* _INSTRUCTIONS TO FOLLOW_
Transcribe the entries, keeping every character the same.

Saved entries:

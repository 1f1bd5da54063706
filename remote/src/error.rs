use serde::Serialize;

/// Failures specific to the portal transfer protocol.
#[derive(Debug, thiserror::Error)]
pub enum TransferError {
    #[error("requested {requested} portal connections, at most {max} are allowed")]
    TooManyThreads { requested: usize, max: usize },
    #[error("moved {actual} bytes but the object is {expected} bytes")]
    TransferLengthMismatch { expected: u64, actual: u64 },
    #[error("bad transfer framing: {0}")]
    FramingError(String),
    #[error("portal connection to {addr} failed: {reason}")]
    ConnectionError {
        addr: std::net::SocketAddr,
        reason: String,
    },
    #[error("portal peer presented cookie {received:#010x}, expected {expected:#010x}")]
    CookieMismatch { expected: u32, received: u32 },
    #[error("chunk encryption failed: {0}")]
    Crypto(String),
}

/// Coarse error class reported to callers of the transfer API.
#[derive(Debug, Clone, Copy, PartialEq, Eq, strum::Display)]
pub enum ErrorKind {
    TooManyThreads,
    TransferLengthMismatch,
    FramingError,
    ConnectionError,
    RestartCorrupt,
    Crypto,
    Other,
}

impl ErrorKind {
    fn of(err: &TransferError) -> Self {
        match err {
            TransferError::TooManyThreads { .. } => Self::TooManyThreads,
            TransferError::TransferLengthMismatch { .. } => Self::TransferLengthMismatch,
            TransferError::FramingError(_) => Self::FramingError,
            TransferError::ConnectionError { .. } | TransferError::CookieMismatch { .. } => {
                Self::ConnectionError
            }
            TransferError::Crypto(_) => Self::Crypto,
        }
    }
}

/// Byte and chunk accounting for one transfer, kept even when the transfer fails.
#[derive(Copy, Clone, Debug, Default, PartialEq, Eq, Serialize)]
pub struct TransferSummary {
    pub bytes_transferred: u64,
    pub chunks: u64,
    pub workers: usize,
    pub failed_workers: usize,
}

impl std::ops::Add for TransferSummary {
    type Output = Self;
    fn add(self, other: Self) -> Self {
        Self {
            bytes_transferred: self.bytes_transferred + other.bytes_transferred,
            chunks: self.chunks + other.chunks,
            workers: self.workers + other.workers,
            failed_workers: self.failed_workers + other.failed_workers,
        }
    }
}

impl std::fmt::Display for TransferSummary {
    fn fmt(&self, f: &mut std::fmt::Formatter) -> std::fmt::Result {
        write!(
            f,
            "bytes transferred: {}\n\
            chunks: {}\n\
            workers: {} ({} failed)\n",
            bytesize::ByteSize(self.bytes_transferred),
            self.chunks,
            self.workers,
            self.failed_workers,
        )
    }
}

/// Error returned by the transfer API.
///
/// Carries the first failure observed across all workers plus the accounting totals gathered
/// before the transfer stopped. Use `{:#}` or `{:?}` when logging to keep the whole context chain.
#[derive(Debug, thiserror::Error)]
#[error("{source:#}")]
pub struct Error {
    #[source]
    pub source: anyhow::Error,
    pub summary: TransferSummary,
}

impl Error {
    #[must_use]
    pub fn new(source: anyhow::Error, summary: TransferSummary) -> Self {
        Error { source, summary }
    }

    /// Classify the failure by looking through the whole cause chain.
    pub fn kind(&self) -> ErrorKind {
        for cause in self.source.chain() {
            if let Some(err) = cause.downcast_ref::<TransferError>() {
                return ErrorKind::of(err);
            }
            if let Some(common::RestartError::Corrupt { .. }) =
                cause.downcast_ref::<common::RestartError>()
            {
                return ErrorKind::RestartCorrupt;
            }
        }
        let is_io = self.source.chain().any(|cause| {
            cause.is::<std::io::Error>() || cause.is::<tokio::time::error::Elapsed>()
        });
        if is_io {
            ErrorKind::ConnectionError
        } else {
            ErrorKind::Other
        }
    }
}

#[cfg(test)]
mod tests {
    use super::*;
    use anyhow::Context;

    #[test]
    fn kind_finds_typed_error_under_context() {
        let source = Err::<(), _>(TransferError::TransferLengthMismatch {
            expected: 10,
            actual: 9,
        })
        .context("put of /zone/obj failed")
        .unwrap_err();
        let err = Error::new(source, TransferSummary::default());
        assert_eq!(err.kind(), ErrorKind::TransferLengthMismatch);
        assert!(err.to_string().contains("moved 9 bytes"));
    }

    #[test]
    fn io_failures_are_connection_errors() {
        let source = anyhow::Error::new(std::io::Error::from(std::io::ErrorKind::BrokenPipe))
            .context("failed to send chunk");
        let err = Error::new(source, TransferSummary::default());
        assert_eq!(err.kind(), ErrorKind::ConnectionError);
        let err = Error::new(anyhow::anyhow!("something else"), TransferSummary::default());
        assert_eq!(err.kind(), ErrorKind::Other);
    }

    #[test]
    fn summaries_add_up() {
        let a = TransferSummary {
            bytes_transferred: 10,
            chunks: 1,
            workers: 1,
            failed_workers: 0,
        };
        let b = TransferSummary {
            bytes_transferred: 5,
            chunks: 2,
            workers: 1,
            failed_workers: 1,
        };
        let total = a + b;
        assert_eq!(total.bytes_transferred, 15);
        assert_eq!(total.chunks, 3);
        assert_eq!(total.failed_workers, 1);
        assert!(total.to_string().contains("2 (1 failed)"));
    }
}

* _RESPONSE TO THE EXERCISE_
repository 1f1bd5da54063706
filename remote/src/error.rs
use serde::Serialize;

/// Failures specific to the portal transfer protocol.
#[derive(Debug, thiserror::Error)]
pub enum TransferError {
    #[error("requested {requested} portal connections, at most {max} are allowed")]
    TooManyThreads { requested: usize, max: usize },
    #[error("moved {actual} bytes but the object is {expected} bytes")]
    TransferLengthMismatch { expected: u64, actual: u64 },
    #[error("bad transfer framing: {0}")]
    FramingError(String),
    #[error("portal connection to {addr} failed: {reason}")]
    ConnectionError {
        addr: std::net::SocketAddr,
        reason: String,
    },
    #[error("portal peer presented cookie {received:#010x}, expected {expected:#010x}")]
    CookieMismatch { expected: u32, received: u32 },
    #[error("chunk encryption failed: {0}")]
    Crypto(String),
}

/// Coarse error class reported to callers of the transfer API.
#[derive(Debug, Clone, Copy, PartialEq, Eq, strum::Display)]
pub enum ErrorKind {
    TooManyThreads,
    TransferLengthMismatch,
    FramingError,
    ConnectionError,
    RestartCorrupt,
    Crypto,
    Other,
}

impl ErrorKind {
    fn of(err: &TransferError) -> Self {
        match err {
            TransferError::TooManyThreads { .. } => Self::TooManyThreads,
            TransferError::TransferLengthMismatch { .. } => Self::TransferLengthMismatch,
            TransferError::FramingError(_) => Self::FramingError,
            TransferError::ConnectionError { .. } | TransferError::CookieMismatch { .. } => {
                Self::ConnectionError
            }
            TransferError::Crypto(_) => Self::Crypto,
        }
    }
}

/// Byte and chunk accounting for one transfer, kept even when the transfer fails.
#[derive(Copy, Clone, Debug, Default, PartialEq, Eq, Serialize)]
pub struct TransferSummary {
    pub bytes_transferred: u64,
    pub chunks: u64,
    pub workers: usize,
    pub failed_workers: usize,
}

impl std::ops::Add for TransferSummary {
    type Output = Self;
    fn add(self, other: Self) -> Self {
        Self {
            bytes_transferred: self.bytes_transferred + other.bytes_transferred,
            chunks: self.chunks + other.chunks,
            workers: self.workers + other.workers,
            failed_workers: self.failed_workers + other.failed_workers,
        }
    }
}

impl std::fmt::Display for TransferSummary {
    fn fmt(&self, f: &mut std::fmt::Formatter) -> std::fmt::Result {
        write!(
            f,
            "bytes transferred: {}\n\
            chunks: {}\n\
            workers: {} ({} failed)\n",
            bytesize::ByteSize(self.bytes_transferred),
            self.chunks,
            self.workers,
            self.failed_workers,
        )
    }
}

/// Error returned by the transfer API.
///
/// Carries the first failure observed across all workers plus the accounting totals gathered
/// before the transfer stopped. Use `{:#}` or `{:?}` when logging to keep the whole context chain.
#[derive(Debug, thiserror::Error)]
#[error("{source:#}")]
pub struct Error {
    #[source]
    pub source: anyhow::Error,
    pub summary: TransferSummary,
}

impl Error {
    #[must_use]
    pub fn new(source: anyhow::Error, summary: TransferSummary) -> Self {
        Error { source, summary }
    }

    /// Classify the failure by looking through the whole cause chain.
    pub fn kind(&self) -> ErrorKind {
        for cause in self.source.chain() {
            if let Some(err) = cause.downcast_ref::<TransferError>() {
                return ErrorKind::of(err);
            }
            if let Some(common::RestartError::Corrupt { .. }) =
                cause.downcast_ref::<common::RestartError>()
            {
                return ErrorKind::RestartCorrupt;
            }
        }
        let is_io = self.source.chain().any(|cause| {
            cause.is::<std::io::Error>() || cause.is::<tokio::time::error::Elapsed>()
        });
        if is_io {
            ErrorKind::ConnectionError
        } else {
            ErrorKind::Other
        }
    }
}

#[cfg(test)]
mod tests {
    use super::*;
    use anyhow::Context;

    #[test]
    fn kind_finds_typed_error_under_context() {
        let source = Err::<(), _>(TransferError::TransferLengthMismatch {
            expected: 10,
            actual: 9,
        })
        .context("put of /zone/obj failed")
        .unwrap_err();
        let err = Error::new(source, TransferSummary::default());
        assert_eq!(err.kind(), ErrorKind::TransferLengthMismatch);
        assert!(err.to_string().contains("moved 9 bytes"));
    }

    #[test]
    fn io_failures_are_connection_errors() {
        let source = anyhow::Error::new(std::io::Error::from(std::io::ErrorKind::BrokenPipe))
            .context("failed to send chunk");
        let err = Error::new(source, TransferSummary::default());
        assert_eq!(err.kind(), ErrorKind::ConnectionError);
        let err = Error::new(anyhow::anyhow!("something else"), TransferSummary::default());
        assert_eq!(err.kind(), ErrorKind::Other);
    }

    #[test]
    fn summaries_add_up() {
        let a = TransferSummary {
            bytes_transferred: 10,
            chunks: 1,
            workers: 1,
            failed_workers: 0,
        };
        let b = TransferSummary {
            bytes_transferred: 5,
            chunks: 2,
            workers: 1,
            failed_workers: 1,
        };
        let total = a + b;
        assert_eq!(total.bytes_transferred, 15);
        assert_eq!(total.chunks, 3);
        assert_eq!(total.failed_workers, 1);
        assert!(total.to_string().contains("2 (1 failed)"));
    }
}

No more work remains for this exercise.